The township's name is derived from William Augustus Pitt, one of the founders of the central town of the township, Tipton. Through about 1901, the township name was spelled "Pittsburgh," and it surrounded a town that had the same name. From 1902 on, the township name dropped the final H.
The first white settlers came to this Pittsburg in 1871. We know from official records that Mr. W. A. Pitt lived here in 1872, one-half mile east of the present town site, on a farm he owned. Mr. Pitt's house served as the local post office. Hence it was hardly surprising that the scattered settlers in and around this territory began to call it Pitt's-burg.

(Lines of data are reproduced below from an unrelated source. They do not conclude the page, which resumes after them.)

//! Modal dispatch: one key event per turn, routed by the active mode.

use super::{Editor, Mode};
use crate::input::Key;

const CTRL_Q: Key = Key::Char(b'q' & 0x1f);
const CTRL_U: Key = Key::Char(b'u' & 0x1f);
const CTRL_D: Key = Key::Char(b'd' & 0x1f);
/// Enter arrives as a carriage return with `ICRNL` disabled.
const ENTER: Key = Key::Char(13);
/// The command-line erase key; it never reaches the buffer.
const CMD_ERASE: Key = Key::Char(b'8');

impl Editor {
    /// Normal mode: counts, mode switches, paging, and motions.
    pub(super) fn normal_mode_key(&mut self, key: Key) {
        // Digits 1-9 start a repeat count; 0 joins in once a count is
        // pending (otherwise it is the line-start motion below).
        if let Key::Char(c) = key {
            if c.is_ascii_digit() && (c != b'0' || self.cmdrep != 0) {
                self.accumulate_count(c - b'0');
                return;
            }
        }

        match key {
            Key::Char(b'i') => self.mode = Mode::Insert,
            Key::Char(b':') => {
                self.mode = Mode::Command;
                self.set_status_message(":");
            }
            CTRL_Q => self.running = false,
            Key::Char(b'0') | Key::Home => self.cx = 0,
            Key::Char(b'$') | Key::End => {
                if let Some(row) = self.buffer.row(self.cy) {
                    self.cx = row.len();
                }
            }
            Key::PageUp | Key::PageDown | CTRL_U | CTRL_D => self.page_move(key),
            Key::Up
            | Key::Down
            | Key::Left
            | Key::Right
            | Key::Char(
                b'h' | b'j' | b'k' | b'l' | b'w' | b'W' | b'b' | b'B' | b'e' | b'E',
            ) => self.move_cursor(key),
            _ => {}
        }

        self.cmdrep = 0;
    }

    /// Insert mode: Esc leaves, arrows move, everything else is dropped.
    pub(super) fn insert_mode_key(&mut self, key: Key) {
        match key {
            Key::Esc => self.mode = Mode::Normal,
            Key::Up | Key::Down | Key::Left | Key::Right => self.move_cursor(key),
            // Typed bytes are dropped: row mutation is not implemented.
            _ => {}
        }
    }

    /// Command mode: collect a line, execute it on Enter.
    pub(super) fn command_mode_key(&mut self, key: Key) {
        match key {
            ENTER => {
                self.execute_command();
                self.leave_command_mode();
            }
            Key::Esc => self.leave_command_mode(),
            CMD_ERASE => {
                self.cmdbuf.pop();
            }
            Key::Char(c) if c.is_ascii_graphic() || c == b' ' => {
                self.cmdbuf.push(char::from(c));
                self.set_status_message(format!(":{}", self.cmdbuf));
            }
            _ => {}
        }
    }

    /// Accumulate one digit onto the pending repeat count.
    fn accumulate_count(&mut self, digit: u8) {
        self.cmdrep = self
            .cmdrep
            .saturating_mul(10)
            .saturating_add(usize::from(digit));
    }

    /// Execute the collected command line.
    ///
    /// Only `q` is recognized, anywhere in the line; a `w` (write)
    /// directive is the natural next addition once buffer persistence
    /// exists.
    fn execute_command(&mut self) {
        if self.cmdbuf.bytes().any(|b| b == b'q') {
            self.running = false;
        }
    }

    /// Clear the command line and message bar and return to Normal mode.
    fn leave_command_mode(&mut self) {
        self.cmdbuf.clear();
        self.set_status_message("");
        self.mode = Mode::Normal;
    }

    /// Page motion: snap the cursor to the viewport edge, then step a full
    /// screen height one row at a time.
    fn page_move(&mut self, key: Key) {
        let down = matches!(key, Key::PageDown) || key == CTRL_D;
        if down {
            self.cy = (self.rowoff + self.screenrows).saturating_sub(1);
            if self.cy > self.buffer.len() {
                self.cy = self.buffer.len();
            }
        } else {
            self.cy = self.rowoff;
        }

        let step = if down { Key::Down } else { Key::Up };
        for _ in 0..self.screenrows {
            self.move_cursor(step);
        }
    }
}
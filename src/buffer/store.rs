//! Text buffer: the ordered sequence of rows.

use super::row::Row;
use std::fs::File;
use std::io::{self, BufRead, BufReader};
use std::path::Path;

/// Ordered row store. Insertion order is file order and the index is the
/// only row identity; rows are appended and never deleted or reordered.
#[derive(Debug, Default)]
pub struct TextBuffer {
    rows: Vec<Row>,
}

impl TextBuffer {
    /// Create an empty buffer.
    pub const fn new() -> Self {
        Self { rows: Vec::new() }
    }

    /// Load a buffer from a file, one row per line.
    ///
    /// Trailing newline and carriage-return bytes are stripped; everything
    /// else is kept verbatim, so non-UTF-8 files load byte-for-byte.
    ///
    /// # Errors
    ///
    /// Returns the underlying I/O error if the file cannot be opened or
    /// read. Callers treat that as a fatal startup condition.
    pub fn open(path: &Path) -> io::Result<Self> {
        let mut reader = BufReader::new(File::open(path)?);
        let mut buffer = Self::new();
        let mut line = Vec::new();
        loop {
            line.clear();
            if reader.read_until(b'\n', &mut line)? == 0 {
                break;
            }
            while matches!(line.last(), Some(b'\n' | b'\r')) {
                line.pop();
            }
            buffer.append_row(&line);
        }
        Ok(buffer)
    }

    /// Append a row at the end, copying `content` verbatim and computing
    /// its render form.
    pub fn append_row(&mut self, content: &[u8]) {
        self.rows.push(Row::new(content));
    }

    /// Number of rows.
    #[inline]
    pub const fn len(&self) -> usize {
        self.rows.len()
    }

    /// Whether the buffer holds no rows.
    #[inline]
    pub const fn is_empty(&self) -> bool {
        self.rows.is_empty()
    }

    /// Get a row by index.
    #[inline]
    pub fn row(&self, at: usize) -> Option<&Row> {
        self.rows.get(at)
    }
}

At the request of the United States Postal Service, the town was renamed to avoid confusion with the larger town of Pittsburg, Kansas in Crawford County. Because some early settlers of the area had also resided for a time in the industrial city of Pittsburgh, Pennsylvania, it is often popularly thought the township name derives from that city, but that is mere speculation.

==Geography==
Pittsburg Township covers an area of 36.11 square miles (93.5 square kilometers).

===Communities===
- Tipton

===Adjacent townships===
- Carr Creek Township, Mitchell County (north)
- Walnut Creek Township, Mitchell County (northeast)
- Hayes Township, Mitchell County (east)
- Blue Hill Township, Mitchell County (southeast)
- Custer Township, Mitchell County (south)
- Bloom Township, Osborne County (west)
- Corinth Township, Osborne County (northwest)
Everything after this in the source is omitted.